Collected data
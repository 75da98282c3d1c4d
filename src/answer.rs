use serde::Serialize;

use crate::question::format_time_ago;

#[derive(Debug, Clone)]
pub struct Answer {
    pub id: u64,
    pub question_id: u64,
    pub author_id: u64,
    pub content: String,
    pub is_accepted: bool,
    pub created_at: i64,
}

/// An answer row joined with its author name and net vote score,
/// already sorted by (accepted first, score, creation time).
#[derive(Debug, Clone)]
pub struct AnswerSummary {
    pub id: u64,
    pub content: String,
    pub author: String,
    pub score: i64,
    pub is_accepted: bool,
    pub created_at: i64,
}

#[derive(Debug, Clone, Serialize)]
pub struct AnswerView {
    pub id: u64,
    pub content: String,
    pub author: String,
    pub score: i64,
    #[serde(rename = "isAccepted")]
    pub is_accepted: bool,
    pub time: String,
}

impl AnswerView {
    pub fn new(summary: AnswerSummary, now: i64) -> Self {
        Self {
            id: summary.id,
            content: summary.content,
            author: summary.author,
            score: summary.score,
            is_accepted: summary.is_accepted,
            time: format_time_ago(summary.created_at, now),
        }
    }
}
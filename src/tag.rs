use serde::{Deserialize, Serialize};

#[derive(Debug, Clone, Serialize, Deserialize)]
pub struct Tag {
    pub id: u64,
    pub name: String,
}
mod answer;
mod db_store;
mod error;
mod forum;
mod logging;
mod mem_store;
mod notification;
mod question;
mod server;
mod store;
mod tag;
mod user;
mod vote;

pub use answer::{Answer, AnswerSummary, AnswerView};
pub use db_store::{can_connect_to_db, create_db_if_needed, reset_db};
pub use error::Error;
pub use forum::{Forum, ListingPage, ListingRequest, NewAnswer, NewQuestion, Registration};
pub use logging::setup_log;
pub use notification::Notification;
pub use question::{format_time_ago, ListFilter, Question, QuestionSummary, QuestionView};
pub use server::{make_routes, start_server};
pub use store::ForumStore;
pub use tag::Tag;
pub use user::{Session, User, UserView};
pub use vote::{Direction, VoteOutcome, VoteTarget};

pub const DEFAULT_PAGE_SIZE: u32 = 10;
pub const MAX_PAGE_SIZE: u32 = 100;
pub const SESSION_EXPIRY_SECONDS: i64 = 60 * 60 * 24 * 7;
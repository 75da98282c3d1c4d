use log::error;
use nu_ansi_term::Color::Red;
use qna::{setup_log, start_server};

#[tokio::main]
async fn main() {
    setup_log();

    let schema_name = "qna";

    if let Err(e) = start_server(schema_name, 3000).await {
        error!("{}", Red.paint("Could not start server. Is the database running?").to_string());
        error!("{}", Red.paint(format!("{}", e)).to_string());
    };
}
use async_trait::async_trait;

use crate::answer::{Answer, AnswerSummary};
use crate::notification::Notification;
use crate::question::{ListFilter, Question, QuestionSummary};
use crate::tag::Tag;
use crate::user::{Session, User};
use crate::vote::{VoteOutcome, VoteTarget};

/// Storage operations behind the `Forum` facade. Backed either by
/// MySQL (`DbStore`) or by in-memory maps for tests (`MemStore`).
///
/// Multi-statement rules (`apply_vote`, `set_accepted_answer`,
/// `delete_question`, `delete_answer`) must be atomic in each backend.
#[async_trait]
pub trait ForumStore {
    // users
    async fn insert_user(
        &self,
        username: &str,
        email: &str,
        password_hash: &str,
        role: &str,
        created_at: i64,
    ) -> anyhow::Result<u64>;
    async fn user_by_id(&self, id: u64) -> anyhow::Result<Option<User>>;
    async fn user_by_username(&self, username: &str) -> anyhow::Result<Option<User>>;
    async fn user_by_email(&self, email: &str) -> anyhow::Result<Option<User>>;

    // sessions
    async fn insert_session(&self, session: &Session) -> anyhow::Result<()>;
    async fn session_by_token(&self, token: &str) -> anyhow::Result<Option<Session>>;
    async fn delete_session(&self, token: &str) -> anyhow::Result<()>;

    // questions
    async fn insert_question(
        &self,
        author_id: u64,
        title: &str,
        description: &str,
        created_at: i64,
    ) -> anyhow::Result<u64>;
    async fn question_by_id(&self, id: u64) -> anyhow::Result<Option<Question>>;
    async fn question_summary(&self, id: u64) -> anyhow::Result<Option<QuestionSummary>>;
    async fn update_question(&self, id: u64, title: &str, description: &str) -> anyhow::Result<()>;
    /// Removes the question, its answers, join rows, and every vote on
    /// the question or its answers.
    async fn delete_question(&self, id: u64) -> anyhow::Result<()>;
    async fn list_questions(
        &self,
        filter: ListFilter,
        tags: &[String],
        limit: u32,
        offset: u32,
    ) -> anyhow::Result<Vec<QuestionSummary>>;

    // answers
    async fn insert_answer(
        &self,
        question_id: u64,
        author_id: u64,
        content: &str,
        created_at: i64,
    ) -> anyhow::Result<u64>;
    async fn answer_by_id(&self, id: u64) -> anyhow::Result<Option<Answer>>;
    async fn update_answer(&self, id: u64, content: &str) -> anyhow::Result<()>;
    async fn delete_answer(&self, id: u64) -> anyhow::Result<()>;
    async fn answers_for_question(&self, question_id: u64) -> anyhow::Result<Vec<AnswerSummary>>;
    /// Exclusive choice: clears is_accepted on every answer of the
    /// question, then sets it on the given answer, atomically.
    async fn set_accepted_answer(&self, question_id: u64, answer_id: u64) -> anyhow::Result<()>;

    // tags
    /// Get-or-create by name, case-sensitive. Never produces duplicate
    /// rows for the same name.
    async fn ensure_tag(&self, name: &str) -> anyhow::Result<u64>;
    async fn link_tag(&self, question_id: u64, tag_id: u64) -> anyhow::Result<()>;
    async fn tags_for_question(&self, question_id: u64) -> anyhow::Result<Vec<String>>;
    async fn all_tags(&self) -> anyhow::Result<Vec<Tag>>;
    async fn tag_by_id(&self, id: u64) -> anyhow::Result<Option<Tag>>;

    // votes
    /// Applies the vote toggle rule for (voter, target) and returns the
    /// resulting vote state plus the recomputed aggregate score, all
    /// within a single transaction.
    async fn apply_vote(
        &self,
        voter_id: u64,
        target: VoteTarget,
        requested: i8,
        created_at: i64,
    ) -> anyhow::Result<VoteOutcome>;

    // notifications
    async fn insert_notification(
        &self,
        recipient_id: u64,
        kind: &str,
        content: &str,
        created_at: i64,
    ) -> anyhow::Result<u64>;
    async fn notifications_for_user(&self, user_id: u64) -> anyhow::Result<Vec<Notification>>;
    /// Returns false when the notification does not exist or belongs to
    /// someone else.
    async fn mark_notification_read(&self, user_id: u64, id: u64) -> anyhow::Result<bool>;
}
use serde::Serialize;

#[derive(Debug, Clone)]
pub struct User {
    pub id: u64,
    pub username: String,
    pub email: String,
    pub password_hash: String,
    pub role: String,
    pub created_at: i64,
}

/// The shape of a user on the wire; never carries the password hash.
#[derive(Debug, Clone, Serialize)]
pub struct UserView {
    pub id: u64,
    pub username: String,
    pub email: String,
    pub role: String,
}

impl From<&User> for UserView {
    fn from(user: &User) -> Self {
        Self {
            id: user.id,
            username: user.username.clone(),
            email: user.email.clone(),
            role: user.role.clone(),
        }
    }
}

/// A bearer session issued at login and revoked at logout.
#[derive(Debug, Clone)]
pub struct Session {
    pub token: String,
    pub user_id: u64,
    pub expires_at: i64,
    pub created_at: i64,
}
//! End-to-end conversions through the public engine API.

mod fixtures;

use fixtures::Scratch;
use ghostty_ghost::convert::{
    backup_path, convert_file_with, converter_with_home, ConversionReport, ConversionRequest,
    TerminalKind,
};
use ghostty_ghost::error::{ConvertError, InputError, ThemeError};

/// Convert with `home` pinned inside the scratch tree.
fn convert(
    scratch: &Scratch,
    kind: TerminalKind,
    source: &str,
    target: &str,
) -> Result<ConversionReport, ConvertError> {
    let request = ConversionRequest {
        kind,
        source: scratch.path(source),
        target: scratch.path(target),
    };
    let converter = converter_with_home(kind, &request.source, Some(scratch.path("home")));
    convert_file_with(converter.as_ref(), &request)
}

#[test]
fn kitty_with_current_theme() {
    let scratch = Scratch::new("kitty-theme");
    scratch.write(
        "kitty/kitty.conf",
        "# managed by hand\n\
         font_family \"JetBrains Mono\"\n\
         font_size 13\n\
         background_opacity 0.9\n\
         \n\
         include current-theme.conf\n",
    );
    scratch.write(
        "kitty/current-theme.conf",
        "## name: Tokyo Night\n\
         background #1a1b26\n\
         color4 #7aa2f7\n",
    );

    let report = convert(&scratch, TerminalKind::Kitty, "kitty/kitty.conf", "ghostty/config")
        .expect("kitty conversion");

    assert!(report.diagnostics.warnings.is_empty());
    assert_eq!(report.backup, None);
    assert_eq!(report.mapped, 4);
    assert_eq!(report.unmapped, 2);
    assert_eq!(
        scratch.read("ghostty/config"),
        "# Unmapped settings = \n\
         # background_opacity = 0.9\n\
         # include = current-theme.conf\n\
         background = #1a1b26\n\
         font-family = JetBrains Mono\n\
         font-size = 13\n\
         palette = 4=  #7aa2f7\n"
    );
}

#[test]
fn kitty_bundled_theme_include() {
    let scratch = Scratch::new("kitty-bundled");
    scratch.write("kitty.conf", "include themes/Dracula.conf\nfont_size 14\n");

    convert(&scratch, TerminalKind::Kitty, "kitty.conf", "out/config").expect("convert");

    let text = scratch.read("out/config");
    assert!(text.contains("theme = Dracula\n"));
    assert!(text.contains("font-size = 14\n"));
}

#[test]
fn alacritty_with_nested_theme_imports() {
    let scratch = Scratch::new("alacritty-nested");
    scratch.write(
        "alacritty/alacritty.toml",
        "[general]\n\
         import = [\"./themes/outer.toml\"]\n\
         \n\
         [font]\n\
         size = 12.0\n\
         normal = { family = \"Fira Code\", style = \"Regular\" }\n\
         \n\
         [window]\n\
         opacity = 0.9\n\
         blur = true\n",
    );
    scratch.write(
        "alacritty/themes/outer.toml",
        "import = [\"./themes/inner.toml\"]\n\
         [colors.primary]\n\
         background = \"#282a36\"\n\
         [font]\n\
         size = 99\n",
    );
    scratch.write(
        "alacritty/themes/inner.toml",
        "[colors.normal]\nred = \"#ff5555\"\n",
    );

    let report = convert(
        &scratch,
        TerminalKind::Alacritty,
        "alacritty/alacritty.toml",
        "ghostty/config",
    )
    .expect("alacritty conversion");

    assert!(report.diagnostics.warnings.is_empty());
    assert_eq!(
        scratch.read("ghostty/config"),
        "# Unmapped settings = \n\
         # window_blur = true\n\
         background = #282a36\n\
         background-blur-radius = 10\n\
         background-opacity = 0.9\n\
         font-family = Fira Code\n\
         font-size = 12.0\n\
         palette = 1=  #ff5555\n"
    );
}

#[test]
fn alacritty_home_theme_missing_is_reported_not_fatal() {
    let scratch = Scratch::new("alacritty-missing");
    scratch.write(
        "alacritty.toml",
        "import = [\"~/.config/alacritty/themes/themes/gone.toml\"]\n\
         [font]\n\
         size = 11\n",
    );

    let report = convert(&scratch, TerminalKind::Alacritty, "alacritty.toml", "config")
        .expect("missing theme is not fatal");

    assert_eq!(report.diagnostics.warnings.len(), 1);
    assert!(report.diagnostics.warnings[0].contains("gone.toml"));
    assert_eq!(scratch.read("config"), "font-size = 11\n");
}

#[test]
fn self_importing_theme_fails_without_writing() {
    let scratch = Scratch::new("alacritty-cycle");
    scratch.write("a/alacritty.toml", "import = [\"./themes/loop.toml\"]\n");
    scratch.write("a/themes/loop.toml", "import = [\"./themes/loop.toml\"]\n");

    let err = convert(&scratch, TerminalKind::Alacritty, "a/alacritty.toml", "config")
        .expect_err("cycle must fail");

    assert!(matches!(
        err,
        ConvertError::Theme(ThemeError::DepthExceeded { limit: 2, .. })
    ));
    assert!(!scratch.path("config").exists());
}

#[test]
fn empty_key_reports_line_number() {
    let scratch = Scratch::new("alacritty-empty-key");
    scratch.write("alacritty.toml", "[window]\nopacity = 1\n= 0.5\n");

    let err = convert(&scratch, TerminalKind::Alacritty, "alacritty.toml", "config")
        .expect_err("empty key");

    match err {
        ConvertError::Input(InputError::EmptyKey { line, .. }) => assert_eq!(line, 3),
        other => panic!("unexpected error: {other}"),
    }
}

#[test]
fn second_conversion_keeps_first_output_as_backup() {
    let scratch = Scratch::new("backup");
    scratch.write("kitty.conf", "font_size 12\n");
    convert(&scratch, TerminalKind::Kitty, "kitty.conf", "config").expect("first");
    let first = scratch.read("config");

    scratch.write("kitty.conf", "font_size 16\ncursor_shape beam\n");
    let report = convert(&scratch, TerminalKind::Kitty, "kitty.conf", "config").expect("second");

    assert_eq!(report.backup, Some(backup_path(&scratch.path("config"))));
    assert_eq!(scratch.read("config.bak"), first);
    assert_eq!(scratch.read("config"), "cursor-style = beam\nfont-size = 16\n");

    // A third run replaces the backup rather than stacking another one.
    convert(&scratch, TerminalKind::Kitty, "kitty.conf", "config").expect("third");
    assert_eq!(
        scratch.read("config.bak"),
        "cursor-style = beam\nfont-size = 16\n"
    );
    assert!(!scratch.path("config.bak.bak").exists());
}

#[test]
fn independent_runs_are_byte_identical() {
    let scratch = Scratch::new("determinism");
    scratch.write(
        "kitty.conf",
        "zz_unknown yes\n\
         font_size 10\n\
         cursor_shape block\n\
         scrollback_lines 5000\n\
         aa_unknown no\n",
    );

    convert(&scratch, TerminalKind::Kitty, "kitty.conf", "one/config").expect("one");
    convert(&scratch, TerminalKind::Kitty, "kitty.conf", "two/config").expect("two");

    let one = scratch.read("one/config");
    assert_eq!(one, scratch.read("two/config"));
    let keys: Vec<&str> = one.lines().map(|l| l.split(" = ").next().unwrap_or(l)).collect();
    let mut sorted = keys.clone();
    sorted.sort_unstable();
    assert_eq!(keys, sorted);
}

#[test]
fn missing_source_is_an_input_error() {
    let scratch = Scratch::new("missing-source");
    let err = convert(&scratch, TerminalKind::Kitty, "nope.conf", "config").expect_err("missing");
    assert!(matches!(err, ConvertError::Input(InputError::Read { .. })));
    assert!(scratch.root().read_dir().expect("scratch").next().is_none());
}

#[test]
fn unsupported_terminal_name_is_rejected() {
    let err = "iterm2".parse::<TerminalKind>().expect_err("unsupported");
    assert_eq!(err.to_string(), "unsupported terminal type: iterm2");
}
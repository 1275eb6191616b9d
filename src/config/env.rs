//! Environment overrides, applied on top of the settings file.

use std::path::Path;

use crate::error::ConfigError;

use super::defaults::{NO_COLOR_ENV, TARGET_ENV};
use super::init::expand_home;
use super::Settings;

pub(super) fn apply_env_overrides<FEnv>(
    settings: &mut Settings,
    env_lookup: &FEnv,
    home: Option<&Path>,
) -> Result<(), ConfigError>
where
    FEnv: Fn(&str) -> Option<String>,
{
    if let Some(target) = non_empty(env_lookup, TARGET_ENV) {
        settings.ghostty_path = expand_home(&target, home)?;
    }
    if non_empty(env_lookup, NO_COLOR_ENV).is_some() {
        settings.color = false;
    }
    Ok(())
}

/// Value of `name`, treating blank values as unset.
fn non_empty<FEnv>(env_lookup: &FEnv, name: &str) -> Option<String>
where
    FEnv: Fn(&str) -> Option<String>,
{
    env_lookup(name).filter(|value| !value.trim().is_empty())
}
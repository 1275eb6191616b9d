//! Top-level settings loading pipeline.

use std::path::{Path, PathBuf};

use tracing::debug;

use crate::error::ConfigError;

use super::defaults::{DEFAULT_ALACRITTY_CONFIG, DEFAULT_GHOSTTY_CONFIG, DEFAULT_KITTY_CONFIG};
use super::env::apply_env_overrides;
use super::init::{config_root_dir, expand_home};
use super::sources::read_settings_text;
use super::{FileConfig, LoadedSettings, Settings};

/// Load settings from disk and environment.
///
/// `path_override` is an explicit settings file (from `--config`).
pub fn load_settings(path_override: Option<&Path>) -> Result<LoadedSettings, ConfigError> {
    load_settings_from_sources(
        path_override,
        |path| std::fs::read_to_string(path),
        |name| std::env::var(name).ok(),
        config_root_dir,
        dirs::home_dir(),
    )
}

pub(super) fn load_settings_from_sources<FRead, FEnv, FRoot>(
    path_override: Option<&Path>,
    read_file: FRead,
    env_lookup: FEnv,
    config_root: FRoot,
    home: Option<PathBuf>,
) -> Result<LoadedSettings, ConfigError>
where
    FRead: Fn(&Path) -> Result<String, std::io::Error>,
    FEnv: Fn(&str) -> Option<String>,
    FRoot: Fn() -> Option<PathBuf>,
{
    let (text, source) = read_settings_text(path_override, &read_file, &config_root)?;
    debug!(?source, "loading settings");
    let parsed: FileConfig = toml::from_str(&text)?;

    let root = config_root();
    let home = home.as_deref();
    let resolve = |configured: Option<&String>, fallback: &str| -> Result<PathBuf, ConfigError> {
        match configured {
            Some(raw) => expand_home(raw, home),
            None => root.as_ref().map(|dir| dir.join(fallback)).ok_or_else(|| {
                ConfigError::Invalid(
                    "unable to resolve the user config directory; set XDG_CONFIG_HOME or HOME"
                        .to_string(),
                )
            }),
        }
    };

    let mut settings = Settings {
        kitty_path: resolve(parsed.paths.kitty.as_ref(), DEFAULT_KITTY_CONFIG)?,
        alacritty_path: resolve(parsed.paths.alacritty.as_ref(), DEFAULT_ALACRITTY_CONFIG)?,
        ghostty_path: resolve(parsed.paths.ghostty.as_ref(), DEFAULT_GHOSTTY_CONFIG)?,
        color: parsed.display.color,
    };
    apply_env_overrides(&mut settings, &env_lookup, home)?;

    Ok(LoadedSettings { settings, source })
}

Work to be completed:
Filter the entries and keep only the lines holding "defaults".

Expected output:
use super::defaults::{NO_COLOR_ENV, TARGET_ENV};
use super::defaults::{DEFAULT_ALACRITTY_CONFIG, DEFAULT_GHOSTTY_CONFIG, DEFAULT_KITTY_CONFIG};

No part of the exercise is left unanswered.